Rice v Connolly [1966] 2 All ER 649[1966] 2 QB 414[1966] 3 WLR 17, 130 JP 322, Digest (Cont Vol B) 191, 8219b.

R v Waterfield, R v Lynn [1963] 3 All ER 659[1964] 1 QB 164[1963] 3 WLR 946, 128 JP 48, 48 Cr App Rep 42, Digest (Cont Vol A) 416, 8201a.

Case stated

This was a case stated by justices for the county of Surrey in respect of their adjudication as a magistrates’ court sitting at Farnham on 12 June 1969. The respondent, Maurice Jackman, preferred an information against the appellant, Michael James Donnelly, charging him with assaulting Edward Roy Grimmett, a police officer, whilst acting in the execution of his duty. The facts are set out in the judgment of Talbot J.

C P B Purchas for the appellant.

J M Wright for the respondent.

27 January 1970. The following judgments were delivered.

The facts found by the justices were these; at about 11.15 am on Saturday, 5 April, the appellant was lawfully walking along a pavement when Pc Roy Grimmett in uniform came up to him for the purposes of making enquiries about an offence which the officer had cause to believe the appellant had committed or might have committed. The officer spoke to the appellant asking him if he could have a word with him. The appellant ignored that request, and continued to walk along the pavement away from the officer. The officer followed close behind him, and apparently repeatedly asked him to stop and speak to him. At one stage the officer tapped the appellant on the shoulder, and apparently shortly after that the appellant turned round and in turn tapped the officer on the chest saying ‘Now we are even, copper’.
It became apparent to the officer, so the finding proceeds, that the appellant had no intention of stopping to speak to him. The officer then again touched the appellant on the shoulder with the intention of stopping him, whereupon the appellant then turned round and struck the officer with some force. The finding is that the officer did not touch the appellant for the purpose of making any formal arrest or charge, but solely for the purpose of speaking to him. Following the striking of the officer, the appellant was arrested for assaulting the officer in the execution of his duty and taken to the police station. The justices convicted the appellant, finding the summons proved.
The principal question it seems to me is whether the officer was acting in the execution of his duty, and a secondary question, whether anything he did caused him to cease to be acting in the execution of his duty. When considering what the duties of the officer were, I do not think that I can do better than cite the words of Lord Parker CJ in Rice v Connolly ([1966] 2 All ER 649 at 651[1966] 2 QB 414 at 419), when he said:

‘It is also in my judgment clear that it is part of the obligations and duties of a police constable to take all steps which appear to him necessary for keeping the peace, for preventing crime or for protecting property from criminal injury.’

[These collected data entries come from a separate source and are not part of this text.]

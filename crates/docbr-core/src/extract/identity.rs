//! Field extractor for national identity documents (RG).

use tracing::debug;

use crate::models::config::PipelineConfig;
use crate::rules::patterns::{
    BIRTH_DATE_LABELED, DATE_DMY, NAME_LABELED, RG_LABELED, RG_SHAPE, SEX_LABELED,
};
use crate::rules::{
    extract_cpf, find_anchor, looks_like_person_name, scan_window, validate_cpf, FieldCandidate,
    FieldName, RuleTier,
};
use crate::models::record::Sex;
use crate::text::{contains_folded, RawText};

/// Extract raw field candidates from an identity-document transcript.
pub fn extract(text: &RawText, config: &PipelineConfig) -> Vec<FieldCandidate> {
    let lines = text.lines();
    let window = config.bounded_window();

    let mut candidates = Vec::new();
    candidates.extend(full_name(lines, window));
    candidates.extend(national_id(lines));
    candidates.extend(identity_number(lines, window));
    candidates.extend(birth_date(lines));
    candidates.extend(sex(lines, window));

    debug!(count = candidates.len(), "identity extraction produced candidates");
    candidates
}

fn full_name(lines: &[String], window: usize) -> Option<FieldCandidate> {
    // Labeled on the same line: "Nome Maria Silva Santos"
    for (i, line) in lines.iter().enumerate() {
        if let Some(caps) = NAME_LABELED.captures(line) {
            let value = caps[1].trim();
            if looks_like_person_name(value) {
                return Some(
                    FieldCandidate::new(
                        FieldName::FullName,
                        value,
                        "identity:name-labeled",
                        RuleTier::Primary,
                    )
                    .at_line(i),
                );
            }
        }
    }

    // Label on its own line, value within the window below
    let anchor = find_anchor(lines, "NOME")?;
    scan_window(lines, anchor, window, looks_like_person_name).map(|(i, line)| {
        FieldCandidate::new(
            FieldName::FullName,
            line.trim(),
            "identity:name-window",
            RuleTier::Context,
        )
        .at_line(i)
    })
}

fn national_id(lines: &[String]) -> Option<FieldCandidate> {
    for (i, line) in lines.iter().enumerate() {
        if let Some(m) = extract_cpf(line) {
            return Some(
                FieldCandidate::new(FieldName::NationalId, m.digits, m.rule_id, RuleTier::Primary)
                    .at_line(i),
            );
        }
    }
    None
}

fn identity_number(lines: &[String], window: usize) -> Option<FieldCandidate> {
    for (i, line) in lines.iter().enumerate() {
        if let Some(caps) = RG_LABELED.captures(line) {
            let value = caps[1].trim();
            // An 11-digit checksum-valid number is a CPF, not an RG
            if !validate_cpf(value) {
                return Some(
                    FieldCandidate::new(
                        FieldName::IdentityNumber,
                        value,
                        "identity:rg-labeled",
                        RuleTier::Primary,
                    )
                    .at_line(i),
                );
            }
        }
    }

    // Registry header line, number within the window below
    let anchor = find_anchor(lines, "REGISTRO GERAL")?;
    let hit = scan_window(lines, anchor, window, |l| {
        RG_SHAPE.is_match(l) && !validate_cpf(l)
    })?;
    let (i, line) = hit;
    RG_SHAPE.captures(line).map(|caps| {
        FieldCandidate::new(
            FieldName::IdentityNumber,
            caps[1].trim(),
            "identity:rg-window",
            RuleTier::Context,
        )
        .at_line(i)
    })
}

fn birth_date(lines: &[String]) -> Option<FieldCandidate> {
    // Labeled: "Data de Nascimento: 03/07/1985"
    for (i, line) in lines.iter().enumerate() {
        if let Some(caps) = BIRTH_DATE_LABELED.captures(line) {
            if let Some(date) = DATE_DMY.find(&caps[1]) {
                return Some(
                    FieldCandidate::new(
                        FieldName::BirthDate,
                        date.as_str(),
                        "identity:birth-labeled",
                        RuleTier::Primary,
                    )
                    .at_line(i),
                );
            }
        }
    }

    // First unlabeled date, skipping issue/expiry lines
    for (i, line) in lines.iter().enumerate() {
        if contains_folded(line, "EXPEDICAO")
            || contains_folded(line, "EMISSAO")
            || contains_folded(line, "VALIDADE")
        {
            continue;
        }
        if let Some(date) = DATE_DMY.find(line) {
            return Some(
                FieldCandidate::new(
                    FieldName::BirthDate,
                    date.as_str(),
                    "identity:date-first",
                    RuleTier::Primary,
                )
                .at_line(i),
            );
        }
    }

    None
}

fn sex(lines: &[String], window: usize) -> Option<FieldCandidate> {
    for (i, line) in lines.iter().enumerate() {
        if let Some(caps) = SEX_LABELED.captures(line) {
            return Some(
                FieldCandidate::new(FieldName::Sex, &caps[1], "identity:sex-labeled", RuleTier::Primary)
                    .at_line(i),
            );
        }
    }

    // Marker on its own line, single-letter value below
    let anchor = find_anchor(lines, "SEXO")?;
    scan_window(lines, anchor, window, |l| Sex::from_token(l).is_some()).map(|(i, line)| {
        FieldCandidate::new(FieldName::Sex, line.trim(), "identity:sex-window", RuleTier::Context)
            .at_line(i)
    })
}

#[cfg(test)]
mod tests {
    use super::*;

    fn config() -> PipelineConfig {
        PipelineConfig::default()
    }

    #[test]
    fn test_labeled_fields() {
        let text = RawText::from(
            "REGISTRO GERAL 45.229.385-0\n\
             Nome Maria Silva Santos\n\
             CPF 390.533.447-05\n\
             Data de Nascimento 03/07/1985\n\
             Sexo F",
        );
        let candidates = extract(&text, &config());

        let by_field = |f: FieldName| candidates.iter().find(|c| c.field == f);
        assert_eq!(by_field(FieldName::FullName).unwrap().raw_value, "Maria Silva Santos");
        assert_eq!(by_field(FieldName::NationalId).unwrap().raw_value, "39053344705");
        assert_eq!(by_field(FieldName::IdentityNumber).unwrap().raw_value, "45.229.385-0");
        assert_eq!(by_field(FieldName::BirthDate).unwrap().raw_value, "03/07/1985");
        assert_eq!(by_field(FieldName::Sex).unwrap().raw_value, "F");
        assert!(candidates.iter().all(|c| c.tier == RuleTier::Primary));
    }

    #[test]
    fn test_name_from_window_below_label() {
        let text = RawText::from("CARTEIRA DE IDENTIDADE\nNOME\nJoão Pedro Albuquerque\n12.345.678-9");
        let candidates = extract(&text, &config());
        let name = candidates.iter().find(|c| c.field == FieldName::FullName).unwrap();
        assert_eq!(name.raw_value, "João Pedro Albuquerque");
        assert_eq!(name.rule_id, "identity:name-window");
        assert_eq!(name.tier, RuleTier::Context);
        assert_eq!(name.line_index, Some(2));
    }

    #[test]
    fn test_rg_window_skips_cpf() {
        let text = RawText::from("REGISTRO GERAL\n390.533.447-05\n45.229.385-0");
        let candidates = extract(&text, &config());
        let rg = candidates.iter().find(|c| c.field == FieldName::IdentityNumber).unwrap();
        assert_eq!(rg.raw_value, "45.229.385-0");
    }

    #[test]
    fn test_birth_date_skips_issue_date() {
        let text = RawText::from(
            "REGISTRO GERAL\nData de Expedição 10/02/2019\nNascimento 03/07/1985",
        );
        let candidates = extract(&text, &config());
        let birth = candidates.iter().find(|c| c.field == FieldName::BirthDate).unwrap();
        assert_eq!(birth.raw_value, "03/07/1985");
        assert_eq!(birth.rule_id, "identity:birth-labeled");
    }

    #[test]
    fn test_absent_fields_produce_no_candidates() {
        let text = RawText::from("REGISTRO GERAL");
        let candidates = extract(&text, &config());
        assert!(candidates.is_empty());
    }

    #[test]
    fn test_field_independence() {
        // Removing a line irrelevant to the name must not change the name
        let with = RawText::from("REGISTRO GERAL\nNome Maria Silva Santos\nSexo F");
        let without = RawText::from("REGISTRO GERAL\nNome Maria Silva Santos");
        let name_of = |t: &RawText| {
            extract(t, &config())
                .into_iter()
                .find(|c| c.field == FieldName::FullName)
                .map(|c| c.raw_value)
        };
        assert_eq!(name_of(&with), name_of(&without));
    }
}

Furthermore, in considering the problem whether the officer went outside the ambit of his duties so as to be ceasing to be acting therein, I would refer to the words of Ashworth J taken from R v Waterfield, R v Lynn ([1963] 3 All ER 659 at 661[1964] 1 QB 164 at 170), and this is the way it was put:

‘In the judgment of this court it would be difficult, and in the present case it is unnecessary, to reduce within specific limits the general terms in which the duties of police constables have been expressed. In most cases it is probably more convenient to consider what the police constable was actually doing and in particular whether such conduct was prima facie an unlawful interference with a person’s liberty or property. If so, it is then relevant to consider whether (a) such conduct falls within the general scope of any duty imposed by statute or recognised at common law and (b) whether such conduct, albeit within the general scope of such a duty, involved an unjustifiable use of powers associated with the duty.’

The main point taken by counsel for the appellant is that the result of what the officer did was such that he was not acting in the execution of his duty. He had, argued counsel, no right to stop the appellant or any other person other than by arrest.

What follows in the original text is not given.